▶ **Supplied data**:

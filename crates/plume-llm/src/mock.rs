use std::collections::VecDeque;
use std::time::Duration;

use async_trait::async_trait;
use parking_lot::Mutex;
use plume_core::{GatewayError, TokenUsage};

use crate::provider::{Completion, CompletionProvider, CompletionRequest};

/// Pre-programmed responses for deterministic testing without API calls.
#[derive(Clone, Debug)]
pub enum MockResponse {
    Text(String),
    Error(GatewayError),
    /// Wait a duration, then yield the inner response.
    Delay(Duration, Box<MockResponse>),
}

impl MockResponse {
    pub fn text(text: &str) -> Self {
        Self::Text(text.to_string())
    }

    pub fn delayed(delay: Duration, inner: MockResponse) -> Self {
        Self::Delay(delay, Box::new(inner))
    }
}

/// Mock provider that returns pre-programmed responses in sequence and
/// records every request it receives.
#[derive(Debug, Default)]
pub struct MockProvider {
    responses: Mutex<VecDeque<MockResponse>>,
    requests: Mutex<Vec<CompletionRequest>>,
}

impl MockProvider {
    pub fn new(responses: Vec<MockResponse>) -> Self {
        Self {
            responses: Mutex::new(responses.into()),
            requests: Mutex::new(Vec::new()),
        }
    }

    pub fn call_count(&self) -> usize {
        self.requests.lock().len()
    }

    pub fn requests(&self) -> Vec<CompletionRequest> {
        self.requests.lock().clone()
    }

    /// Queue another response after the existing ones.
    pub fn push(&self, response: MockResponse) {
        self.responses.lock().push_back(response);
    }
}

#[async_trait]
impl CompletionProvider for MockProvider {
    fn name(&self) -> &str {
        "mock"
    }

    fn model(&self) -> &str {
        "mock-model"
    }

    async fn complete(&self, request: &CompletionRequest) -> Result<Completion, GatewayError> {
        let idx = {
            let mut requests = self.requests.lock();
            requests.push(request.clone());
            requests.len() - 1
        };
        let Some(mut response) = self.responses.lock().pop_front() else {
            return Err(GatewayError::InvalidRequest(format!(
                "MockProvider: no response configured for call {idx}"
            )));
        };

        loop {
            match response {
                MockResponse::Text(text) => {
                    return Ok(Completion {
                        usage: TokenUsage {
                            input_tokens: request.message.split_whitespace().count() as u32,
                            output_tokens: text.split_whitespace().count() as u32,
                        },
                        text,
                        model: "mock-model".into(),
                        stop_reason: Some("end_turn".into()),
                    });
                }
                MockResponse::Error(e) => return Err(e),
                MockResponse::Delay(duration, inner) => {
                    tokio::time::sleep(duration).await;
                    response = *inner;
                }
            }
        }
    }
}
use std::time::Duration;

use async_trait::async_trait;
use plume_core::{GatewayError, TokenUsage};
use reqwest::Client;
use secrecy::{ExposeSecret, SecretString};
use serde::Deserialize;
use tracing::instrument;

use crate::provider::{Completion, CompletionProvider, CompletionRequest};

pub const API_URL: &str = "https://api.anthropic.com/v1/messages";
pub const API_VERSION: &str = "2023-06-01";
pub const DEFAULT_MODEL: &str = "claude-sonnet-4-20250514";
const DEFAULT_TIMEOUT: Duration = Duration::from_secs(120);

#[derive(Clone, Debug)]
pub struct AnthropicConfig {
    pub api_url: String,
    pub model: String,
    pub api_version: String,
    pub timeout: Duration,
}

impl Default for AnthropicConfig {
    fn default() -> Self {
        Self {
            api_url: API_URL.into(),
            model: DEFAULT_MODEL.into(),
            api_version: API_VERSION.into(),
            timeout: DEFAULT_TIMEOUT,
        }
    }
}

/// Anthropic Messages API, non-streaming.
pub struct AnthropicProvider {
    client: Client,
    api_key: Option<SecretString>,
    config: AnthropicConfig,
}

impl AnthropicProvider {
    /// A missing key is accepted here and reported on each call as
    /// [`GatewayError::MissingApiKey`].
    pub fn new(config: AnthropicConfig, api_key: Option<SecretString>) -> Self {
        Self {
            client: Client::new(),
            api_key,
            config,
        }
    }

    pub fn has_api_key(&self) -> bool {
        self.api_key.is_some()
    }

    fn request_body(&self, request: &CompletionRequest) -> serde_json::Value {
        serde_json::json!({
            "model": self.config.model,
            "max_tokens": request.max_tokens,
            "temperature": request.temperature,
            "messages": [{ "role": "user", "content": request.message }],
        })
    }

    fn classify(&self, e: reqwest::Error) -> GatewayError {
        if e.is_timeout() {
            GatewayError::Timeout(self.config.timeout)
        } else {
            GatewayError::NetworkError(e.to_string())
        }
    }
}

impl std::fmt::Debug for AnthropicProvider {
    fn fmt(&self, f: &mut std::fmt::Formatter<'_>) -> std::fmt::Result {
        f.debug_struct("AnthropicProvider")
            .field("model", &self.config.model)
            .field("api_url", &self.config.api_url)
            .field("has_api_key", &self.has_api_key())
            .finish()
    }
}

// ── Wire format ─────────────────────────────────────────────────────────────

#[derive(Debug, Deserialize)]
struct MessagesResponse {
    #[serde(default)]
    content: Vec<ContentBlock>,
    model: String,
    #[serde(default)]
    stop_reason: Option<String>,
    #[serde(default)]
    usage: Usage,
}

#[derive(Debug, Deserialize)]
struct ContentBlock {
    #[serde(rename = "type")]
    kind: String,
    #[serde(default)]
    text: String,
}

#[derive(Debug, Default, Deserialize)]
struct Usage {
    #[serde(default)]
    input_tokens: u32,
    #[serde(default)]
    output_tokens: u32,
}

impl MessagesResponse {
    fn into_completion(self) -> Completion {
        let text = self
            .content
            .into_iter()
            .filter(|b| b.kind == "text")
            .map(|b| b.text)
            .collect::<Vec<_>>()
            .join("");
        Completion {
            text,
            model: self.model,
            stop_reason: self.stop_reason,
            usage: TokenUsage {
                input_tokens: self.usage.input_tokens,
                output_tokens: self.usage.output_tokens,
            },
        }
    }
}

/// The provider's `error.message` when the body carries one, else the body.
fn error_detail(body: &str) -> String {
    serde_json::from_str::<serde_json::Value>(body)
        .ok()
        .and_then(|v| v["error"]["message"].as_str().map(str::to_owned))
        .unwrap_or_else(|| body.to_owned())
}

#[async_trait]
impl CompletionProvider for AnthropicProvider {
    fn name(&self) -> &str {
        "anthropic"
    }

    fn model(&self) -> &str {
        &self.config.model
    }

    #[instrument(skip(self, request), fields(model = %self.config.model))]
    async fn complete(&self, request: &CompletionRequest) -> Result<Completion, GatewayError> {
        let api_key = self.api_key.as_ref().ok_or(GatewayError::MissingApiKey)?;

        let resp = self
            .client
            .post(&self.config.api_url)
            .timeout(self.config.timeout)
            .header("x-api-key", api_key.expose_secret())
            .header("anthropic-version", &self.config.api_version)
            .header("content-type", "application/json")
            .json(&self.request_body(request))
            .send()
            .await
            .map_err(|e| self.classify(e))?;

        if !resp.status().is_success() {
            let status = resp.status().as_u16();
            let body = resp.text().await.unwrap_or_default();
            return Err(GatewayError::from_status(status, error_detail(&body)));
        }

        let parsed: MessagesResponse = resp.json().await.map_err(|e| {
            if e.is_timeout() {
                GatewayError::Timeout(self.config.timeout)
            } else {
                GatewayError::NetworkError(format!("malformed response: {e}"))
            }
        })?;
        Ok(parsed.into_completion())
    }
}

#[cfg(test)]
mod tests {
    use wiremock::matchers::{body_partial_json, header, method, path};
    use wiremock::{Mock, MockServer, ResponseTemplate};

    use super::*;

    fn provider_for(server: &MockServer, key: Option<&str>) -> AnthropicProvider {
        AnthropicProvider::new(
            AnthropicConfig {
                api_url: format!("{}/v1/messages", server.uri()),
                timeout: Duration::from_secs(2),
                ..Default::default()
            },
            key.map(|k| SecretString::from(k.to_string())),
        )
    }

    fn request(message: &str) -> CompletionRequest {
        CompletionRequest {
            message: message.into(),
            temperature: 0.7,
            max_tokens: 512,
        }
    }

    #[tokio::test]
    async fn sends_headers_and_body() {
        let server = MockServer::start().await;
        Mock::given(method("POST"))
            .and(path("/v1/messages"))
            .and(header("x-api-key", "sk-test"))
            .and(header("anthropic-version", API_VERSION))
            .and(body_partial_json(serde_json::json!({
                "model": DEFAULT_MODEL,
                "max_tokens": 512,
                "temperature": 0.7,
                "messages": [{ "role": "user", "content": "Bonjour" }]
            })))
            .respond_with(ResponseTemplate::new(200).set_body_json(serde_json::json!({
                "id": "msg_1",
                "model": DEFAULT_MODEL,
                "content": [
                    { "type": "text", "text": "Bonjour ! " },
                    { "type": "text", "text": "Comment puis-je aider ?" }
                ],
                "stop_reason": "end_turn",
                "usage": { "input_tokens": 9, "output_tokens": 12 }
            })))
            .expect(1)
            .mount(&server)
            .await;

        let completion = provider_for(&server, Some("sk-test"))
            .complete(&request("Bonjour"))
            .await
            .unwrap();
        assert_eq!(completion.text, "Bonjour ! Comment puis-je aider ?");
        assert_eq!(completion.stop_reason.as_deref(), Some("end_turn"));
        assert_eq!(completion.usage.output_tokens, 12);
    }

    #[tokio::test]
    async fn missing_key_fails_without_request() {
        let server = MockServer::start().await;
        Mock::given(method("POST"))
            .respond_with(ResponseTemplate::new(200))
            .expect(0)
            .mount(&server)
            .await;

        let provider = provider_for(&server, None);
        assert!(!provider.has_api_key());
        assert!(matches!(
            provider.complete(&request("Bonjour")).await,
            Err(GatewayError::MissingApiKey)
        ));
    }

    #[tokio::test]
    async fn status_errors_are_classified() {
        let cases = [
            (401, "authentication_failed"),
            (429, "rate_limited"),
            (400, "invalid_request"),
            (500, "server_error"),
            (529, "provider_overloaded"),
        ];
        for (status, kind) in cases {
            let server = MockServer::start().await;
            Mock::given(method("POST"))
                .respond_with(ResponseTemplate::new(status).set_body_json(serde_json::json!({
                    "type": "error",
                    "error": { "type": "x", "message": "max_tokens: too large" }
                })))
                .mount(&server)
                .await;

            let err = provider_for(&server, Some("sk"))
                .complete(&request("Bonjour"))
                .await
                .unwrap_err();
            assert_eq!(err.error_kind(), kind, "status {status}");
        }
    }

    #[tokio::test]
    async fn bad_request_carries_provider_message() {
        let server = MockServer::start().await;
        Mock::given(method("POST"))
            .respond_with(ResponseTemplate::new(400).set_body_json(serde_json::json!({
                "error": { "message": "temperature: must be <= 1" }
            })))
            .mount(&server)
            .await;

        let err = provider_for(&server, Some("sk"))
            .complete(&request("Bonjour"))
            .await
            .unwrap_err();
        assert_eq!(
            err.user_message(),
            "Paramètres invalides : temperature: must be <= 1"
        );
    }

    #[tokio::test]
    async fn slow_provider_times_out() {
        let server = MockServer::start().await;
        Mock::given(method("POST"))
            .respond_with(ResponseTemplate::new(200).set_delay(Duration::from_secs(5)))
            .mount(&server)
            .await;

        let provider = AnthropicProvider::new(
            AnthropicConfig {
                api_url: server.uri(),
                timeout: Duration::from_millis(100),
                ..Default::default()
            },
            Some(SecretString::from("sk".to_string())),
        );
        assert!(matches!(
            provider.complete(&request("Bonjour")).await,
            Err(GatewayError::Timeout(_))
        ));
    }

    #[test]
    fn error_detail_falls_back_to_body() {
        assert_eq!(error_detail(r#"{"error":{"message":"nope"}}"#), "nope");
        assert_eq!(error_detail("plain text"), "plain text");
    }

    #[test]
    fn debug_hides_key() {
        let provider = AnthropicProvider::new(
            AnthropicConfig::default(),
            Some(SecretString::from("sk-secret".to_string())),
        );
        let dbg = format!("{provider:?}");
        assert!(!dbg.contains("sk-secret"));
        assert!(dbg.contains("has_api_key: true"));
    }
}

▶ **Task requirements**:
Report the lines above that have the word "wiremock" in them.

▶ **Answer space**:
    use wiremock::matchers::{body_partial_json, header, method, path};
    use wiremock::{Mock, MockServer, ResponseTemplate};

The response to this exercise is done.